WHAT THIS TASK INVOLVES: The records under this task must be duplicated exactly.

PROVIDED MATERIAL:

//! Vela Core
//!
//! Pipeline types and structural normalizers shared by the template engines.
//!
//! This crate contains:
//! - YAML types: the pipeline document as written and rendered, with the
//!   normalizers applied while decoding
//! - Pipeline types: the canonical form handed to the execution layer
//! - Platform variables: the `vela` namespaces exposed to templates

pub mod constants;
pub mod engine;
pub mod env;
pub mod error;
pub mod parse;
pub mod pipeline;
pub mod platform;
pub mod raw;
pub mod yaml;

pub use engine::Engine;
pub use env::MergeEnv;
pub use error::{Error, ErrorKind, Result};
pub use parse::{Parsed, parse_pipeline};
pub use platform::{FlatPlatformVars, PlatformVars};
pub use raw::Environment;

/// Template variables supplied by the caller
pub type Variables = serde_json::Map<String, serde_json::Value>;

/// Output of a template render: the pipeline plus any warnings
pub type Rendered = Parsed;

COMPLETED TASK:
//! Vela Core
//!
//! Pipeline types and structural normalizers shared by the template engines.
//!
//! This crate contains:
//! - YAML types: the pipeline document as written and rendered, with the
//!   normalizers applied while decoding
//! - Pipeline types: the canonical form handed to the execution layer
//! - Platform variables: the `vela` namespaces exposed to templates

pub mod constants;
pub mod engine;
pub mod env;
pub mod error;
pub mod parse;
pub mod pipeline;
pub mod platform;
pub mod raw;
pub mod yaml;

pub use engine::Engine;
pub use env::MergeEnv;
pub use error::{Error, ErrorKind, Result};
pub use parse::{Parsed, parse_pipeline};
pub use platform::{FlatPlatformVars, PlatformVars};
pub use raw::Environment;

/// Template variables supplied by the caller
pub type Variables = serde_json::Map<String, serde_json::Value>;

/// Output of a template render: the pipeline plus any warnings
pub type Rendered = Parsed;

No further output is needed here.